Data lakes are cool, but you don’t have to jump in head-first. It’s easy to start by dipping a toe: Integrating a legacy data warehouse into a data lake leverages the structured systems that have been built over the years while taking advantage of the ever-increasing volume of unstructured data across the organization.
A Familiar Structure
Data warehouses are familiar. Generally, IT teams know how to work with them. Over the past two decades, companies have invested in building data warehouses, which is no small investment, as it requires assets beyond servers and people to support the system: There are physical facilities needs, energy consumption, front-end systems, integration and so on.
When initiating a data warehouse implementation, the desired outcome must be articulated. If key performance indicators (KPIs) aren’t defined in advance, for example, or if business goals or market conditions change, you’re back to square one: It’s time-consuming and difficult to write new queries.
Data warehouses provide a snapshot in time through basic reporting of structured data — clearly defined data types that are easily searchable. It’s a simple solution for reporting, or for the calculation of a huge amount of data; however, the data is often outdated by the time it’s put into the analysis. It’s impossible to glean real-time insights from a data warehouse; it can often take days to generate reports.
Data Lakes Are More Fluid
Unconstrained by the structured data of a relational database, a data lake collates and aggregates all of an organization’s available data sources — not just structured data, but also unstructured data such as documents, emails and social media engagements. It’s quick and easy to access data and report with this diverse information, and it facilitates the discovery of trends.
A data lake allows insight into not just what happened yesterday and what’s going on now; it also employs predictive analytics to forecast what will happen tomorrow. It leverages machine learning not just to make informed decisions, but takes it to the next level with prescriptive analytics that discern the optimal decision.

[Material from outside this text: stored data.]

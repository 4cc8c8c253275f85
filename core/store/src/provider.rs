//! Store collaborator trait definitions.

use async_trait::async_trait;
use chrono::{DateTime, Utc};
use serde::{Deserialize, Serialize};
use uuid::Uuid;

use twinsync_common::{RemoteRow, Result, SyncEntity};

/// Keyset position inside a `(modified_at, id)` ordered scan.
#[derive(Debug, Clone, Copy, PartialEq, Eq, PartialOrd, Ord, Serialize, Deserialize)]
pub struct Cursor {
    pub modified_at: DateTime<Utc>,
    pub id: Uuid,
}

impl Cursor {
    /// Position just after `record`.
    pub fn after<E: SyncEntity>(record: &E) -> Self {
        Self {
            modified_at: record.modified_at(),
            id: record.id(),
        }
    }

    /// Whether `record` sorts strictly after this position.
    pub fn precedes<E: SyncEntity>(&self, record: &E) -> bool {
        (record.modified_at(), record.id()) > (self.modified_at, self.id)
    }
}

/// Local embedded store.
///
/// Writes (`upsert`, `delete`) are pending until `save` commits them as one
/// transaction. Reads through the same store observe pending writes.
#[async_trait]
pub trait LocalStore: Send + Sync {
    /// Get the store name (e.g., "memory", "sqlite").
    fn name(&self) -> &str;

    /// Records created or modified strictly after `since`.
    ///
    /// Results are ordered by `(modified_at, id)`, start after `after` when
    /// given, and hold at most `limit` records.
    async fn changed_since<E: SyncEntity>(
        &self,
        since: DateTime<Utc>,
        after: Option<Cursor>,
        limit: usize,
    ) -> Result<Vec<E>>;

    /// Look up one record by identifier.
    async fn fetch<E: SyncEntity>(&self, id: Uuid) -> Result<Option<E>>;

    /// Every record of the collection.
    async fn fetch_all<E: SyncEntity>(&self) -> Result<Vec<E>>;

    /// Create or overwrite a record.
    async fn upsert<E: SyncEntity>(&self, record: E) -> Result<()>;

    /// Remove a record. Removing an absent record is not an error.
    async fn delete<E: SyncEntity>(&self, id: Uuid) -> Result<()>;

    /// Commit all pending changes, or fail with `Error::Database` and keep
    /// them pending.
    async fn save(&self) -> Result<()>;

    /// Discard all pending changes.
    async fn rollback(&self) -> Result<()>;
}

/// Remote networked store.
///
/// Deletion is always a tombstone: the row stays, flagged deleted with a
/// timestamp. Selects filter tombstoned rows unless asked not to. Every
/// accepted write (insert, update, tombstone) sets the row's `updated_at`
/// from the store's clock.
#[async_trait]
pub trait RemoteStore: Send + Sync {
    /// Get the store name.
    fn name(&self) -> &str;

    /// Cheap reachability check (a one-row select).
    async fn probe(&self) -> Result<()>;

    /// Every row of the collection.
    async fn select_all<E: SyncEntity>(&self, include_deleted: bool) -> Result<Vec<RemoteRow<E>>>;

    /// One row by identifier, tombstoned or not.
    async fn select_by_id<E: SyncEntity>(&self, id: Uuid) -> Result<Option<RemoteRow<E>>>;

    /// Rows the store accepted a write for at or after `since`.
    ///
    /// Filters on the store-assigned `updated_at`, not the record's own
    /// `modified_at`, so rows uploaded late by another replica are included.
    async fn select_updated_since<E: SyncEntity>(
        &self,
        since: DateTime<Utc>,
        include_deleted: bool,
    ) -> Result<Vec<RemoteRow<E>>>;

    /// Insert a new live row.
    ///
    /// # Errors
    /// - `Validation` if a row with the same id exists
    async fn insert<E: SyncEntity>(&self, record: &E, device_id: &str) -> Result<RemoteRow<E>>;

    /// Overwrite the row with the same identifier.
    ///
    /// # Errors
    /// - `Validation` if no such row exists
    async fn update<E: SyncEntity>(&self, record: &E, device_id: &str) -> Result<RemoteRow<E>>;

    /// Mark a row deleted at `at`.
    async fn tombstone<E: SyncEntity>(&self, id: Uuid, at: DateTime<Utc>) -> Result<()>;
}

#[cfg(test)]
mod tests {
    use super::*;
    use chrono::Duration;
    use twinsync_common::Contact;

    #[test]
    fn test_cursor_ordering() {
        let now = Utc::now();
        let first = Contact::new("a").stamped(now, now);
        let later = Contact::new("b").stamped(now, now + Duration::seconds(1));

        let cursor = Cursor::after(&first);
        assert!(!cursor.precedes(&first));
        assert!(cursor.precedes(&later));
    }

    #[test]
    fn test_cursor_breaks_ties_by_id() {
        let now = Utc::now();
        let mut a = Contact::new("a").stamped(now, now);
        let mut b = Contact::new("b").stamped(now, now);
        if a.id > b.id {
            std::mem::swap(&mut a, &mut b);
        }
        assert!(Cursor::after(&a).precedes(&b));
        assert!(!Cursor::after(&b).precedes(&a));
    }
}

The data lake itself may reduce costs while allowing more agility and scalability. Living in the cloud, it requires no on-site hardware and only limited resources and support. Because the data lake is still a new technology that is retaining every piece of data that might ever need to be accessed, there is a perception that it lacks some of the security features that are expected from a traditional data warehouse. These concerns are being addressed; security features are integral to the value of data lake solutions.
Proposing A Solution For Diverse Data Requirements
The flexibility and analysis potential of a data lake is hard to argue against, but what about the hundreds of thousands of dollars and hours that have been invested in a data warehouse? If KPIs and analytics are standard, a data warehouse is well suited for day-to-day reporting and indicators that draw on predefined information for historical analysis. Increasingly, those companies will leverage the technology of the data lake for real-time analysis of the full spectrum of their structured and unstructured data.
For established organizations, a combination solution is, in my opinion, probably the best way forward.
The hybrid solution isn’t just as simple as bolting on a data lake, though. While the data lake requires fewer resources to manage the hardware and software, because it does not require data analysis to be defined in advance like data warehouses do, there may be a need to bring a business intelligence analyst on staff to help the organization even know how to find the data hiding in the depths of the data lake.
A data lake solution is generally faster and less costly to initiate. With data warehouses, the company must buy the servers and allocate personnel for two to three months of setup — and it can easily be four months until the first report is generated in my experience. It’s possible that stakeholders may determine that the data warehouse isn’t able to give them what they wanted, particularly in today’s agile business environment. Based in the cloud, data lakes can begin delivering almost immediately. Companies can start small and scale easily; if the data lake isn’t giving them what they need, they simply need to stop the service and move on to another solution.
Considerations When Deciding On A Data Warehouse Or Data Lake Model
- Do you have a legacy data warehouse? If your organization has invested in an on-premise data warehouse, the business case for decommissioning it will be tough. If your business relies on both structured and unstructured data, you may want to consider a hybrid. If your KPIs and reporting only require simple, historical, standard analytics, the data warehouse should suffice.
- Are you building a new data repository and analytics solution? It’s probably the most cost-effective and fastest to implement a data lake that can scale with your requirements. Keep in mind, though, that you may need to bring in a data analyst to get the most out of your unstructured data.
- Are your business needs reliant on historical data, or would your organization benefit from prescriptive analytics? If historical data meets your business needs, the data warehouse will fulfill your requirements. If you want to leverage machine learning technology that can suggest which decision will produce the optimal outcome, a hybrid solution or data lake is your best bet.
Learning To Swim In The Data Lake
This new technology requires a different attitude — a different way of thinking and working. The data lake is an abstract concept, and it can be hard to grasp; sometimes, people just don’t get it, or they may be skeptical of the benefit to unorganized information. As companies move more of their systems into the cloud and integrate more tightly with their suppliers’ systems, however, the data lake model is establishing itself as the prevailing technology, even if many organizations continue to support their traditional data warehouses.